# Input material
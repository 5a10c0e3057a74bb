//! Request ID middleware for request tracing and correlation.
//!
//! Uses the upstream `x-request-id` header when a proxy set one, otherwise
//! generates a UUID v4. The ID is recorded on the current span, tagged on
//! the Sentry scope and echoed in the response headers.

use axum::{extract::Request, http::HeaderValue, middleware::Next, response::Response};
use tracing::Span;
use uuid::Uuid;

/// The HTTP header name for request IDs.
pub const REQUEST_ID_HEADER: &str = "x-request-id";

/// Ensure every request carries a request ID.
pub async fn request_id_middleware(request: Request, next: Next) -> Response {
    let request_id = request
        .headers()
        .get(REQUEST_ID_HEADER)
        .and_then(|h| h.to_str().ok())
        .filter(|id| !id.is_empty())
        .map_or_else(|| Uuid::new_v4().to_string(), String::from);

    Span::current().record("request_id", &request_id);

    sentry::configure_scope(|scope| {
        scope.set_tag("request_id", &request_id);
    });

    let mut response = next.run(request).await;

    if let Ok(value) = HeaderValue::from_str(&request_id) {
        response.headers_mut().insert(REQUEST_ID_HEADER, value);
    }

    response
}
//! Two-phase values for data that loads after the first render.

/// State of a secondary fetch as seen by the renderer.
#[derive(Debug, Clone, PartialEq, Eq)]
pub enum DeferredState<T, E> {
    /// Not settled yet; render the fallback.
    Pending,
    /// Settled successfully.
    Resolved(T),
    /// Settled with an error; render the inline error message.
    Failed(E),
}

impl<T, E> DeferredState<T, E> {
    /// Map the resolved value.
    pub fn map<U>(self, f: impl FnOnce(T) -> U) -> DeferredState<U, E> {
        match self {
            Self::Pending => DeferredState::Pending,
            Self::Resolved(value) => DeferredState::Resolved(f(value)),
            Self::Failed(error) => DeferredState::Failed(error),
        }
    }
}

impl<T, E> From<Result<T, E>> for DeferredState<T, E> {
    fn from(result: Result<T, E>) -> Self {
        match result {
            Ok(value) => Self::Resolved(value),
            Err(error) => Self::Failed(error),
        }
    }
}

impl<T, E> Default for DeferredState<T, E> {
    fn default() -> Self {
        Self::Pending
    }
}
//! Titled content section wrapping other markup.

use std::fmt;

use askama::Template;

#[derive(Debug, Clone, Copy, PartialEq, Eq, Default)]
pub enum SectionTheme {
    #[default]
    Default,
    /// Product listing page.
    Plp,
}

impl fmt::Display for SectionTheme {
    fn fmt(&self, f: &mut fmt::Formatter<'_>) -> fmt::Result {
        f.write_str(match self {
            Self::Default => "default",
            Self::Plp => "plp",
        })
    }
}

#[derive(Debug, Clone, Default)]
pub struct SectionView {
    pub theme: SectionTheme,
    pub title: Option<String>,
    pub copy: Option<String>,
}

impl SectionView {
    #[must_use]
    pub fn new(theme: SectionTheme, title: impl Into<String>) -> Self {
        Self {
            theme,
            title: Some(title.into()),
            copy: None,
        }
    }

    /// Set the copy line; empty text is dropped.
    #[must_use]
    pub fn with_copy(mut self, copy: impl Into<String>) -> Self {
        let copy = copy.into();
        self.copy = (!copy.is_empty()).then_some(copy);
        self
    }
}

/// A section with pre-rendered `body` markup.
#[derive(Template)]
#[template(path = "components/section.html")]
pub struct SectionTemplate<'a> {
    pub section: &'a SectionView,
    pub body: &'a str,
}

# What to do
Type the entries out again so that they match exactly.

# Response area
repository 5a10c0e3057a74bb
//! Request ID middleware for request tracing and correlation.
//!
//! Uses the upstream `x-request-id` header when a proxy set one, otherwise
//! generates a UUID v4. The ID is recorded on the current span, tagged on
//! the Sentry scope and echoed in the response headers.

use axum::{extract::Request, http::HeaderValue, middleware::Next, response::Response};
use tracing::Span;
use uuid::Uuid;

/// The HTTP header name for request IDs.
pub const REQUEST_ID_HEADER: &str = "x-request-id";

/// Ensure every request carries a request ID.
pub async fn request_id_middleware(request: Request, next: Next) -> Response {
    let request_id = request
        .headers()
        .get(REQUEST_ID_HEADER)
        .and_then(|h| h.to_str().ok())
        .filter(|id| !id.is_empty())
        .map_or_else(|| Uuid::new_v4().to_string(), String::from);

    Span::current().record("request_id", &request_id);

    sentry::configure_scope(|scope| {
        scope.set_tag("request_id", &request_id);
    });

    let mut response = next.run(request).await;

    if let Ok(value) = HeaderValue::from_str(&request_id) {
        response.headers_mut().insert(REQUEST_ID_HEADER, value);
    }

    response
}
//! Two-phase values for data that loads after the first render.

/// State of a secondary fetch as seen by the renderer.
#[derive(Debug, Clone, PartialEq, Eq)]
pub enum DeferredState<T, E> {
    /// Not settled yet; render the fallback.
    Pending,
    /// Settled successfully.
    Resolved(T),
    /// Settled with an error; render the inline error message.
    Failed(E),
}

impl<T, E> DeferredState<T, E> {
    /// Map the resolved value.
    pub fn map<U>(self, f: impl FnOnce(T) -> U) -> DeferredState<U, E> {
        match self {
            Self::Pending => DeferredState::Pending,
            Self::Resolved(value) => DeferredState::Resolved(f(value)),
            Self::Failed(error) => DeferredState::Failed(error),
        }
    }
}

impl<T, E> From<Result<T, E>> for DeferredState<T, E> {
    fn from(result: Result<T, E>) -> Self {
        match result {
            Ok(value) => Self::Resolved(value),
            Err(error) => Self::Failed(error),
        }
    }
}

impl<T, E> Default for DeferredState<T, E> {
    fn default() -> Self {
        Self::Pending
    }
}
//! Titled content section wrapping other markup.

use std::fmt;

use askama::Template;

#[derive(Debug, Clone, Copy, PartialEq, Eq, Default)]
pub enum SectionTheme {
    #[default]
    Default,
    /// Product listing page.
    Plp,
}

impl fmt::Display for SectionTheme {
    fn fmt(&self, f: &mut fmt::Formatter<'_>) -> fmt::Result {
        f.write_str(match self {
            Self::Default => "default",
            Self::Plp => "plp",
        })
    }
}

#[derive(Debug, Clone, Default)]
pub struct SectionView {
    pub theme: SectionTheme,
    pub title: Option<String>,
    pub copy: Option<String>,
}

impl SectionView {
    #[must_use]
    pub fn new(theme: SectionTheme, title: impl Into<String>) -> Self {
        Self {
            theme,
            title: Some(title.into()),
            copy: None,
        }
    }

    /// Set the copy line; empty text is dropped.
    #[must_use]
    pub fn with_copy(mut self, copy: impl Into<String>) -> Self {
        let copy = copy.into();
        self.copy = (!copy.is_empty()).then_some(copy);
        self
    }
}

/// A section with pre-rendered `body` markup.
#[derive(Template)]
#[template(path = "components/section.html")]
pub struct SectionTemplate<'a> {
    pub section: &'a SectionView,
    pub body: &'a str,
}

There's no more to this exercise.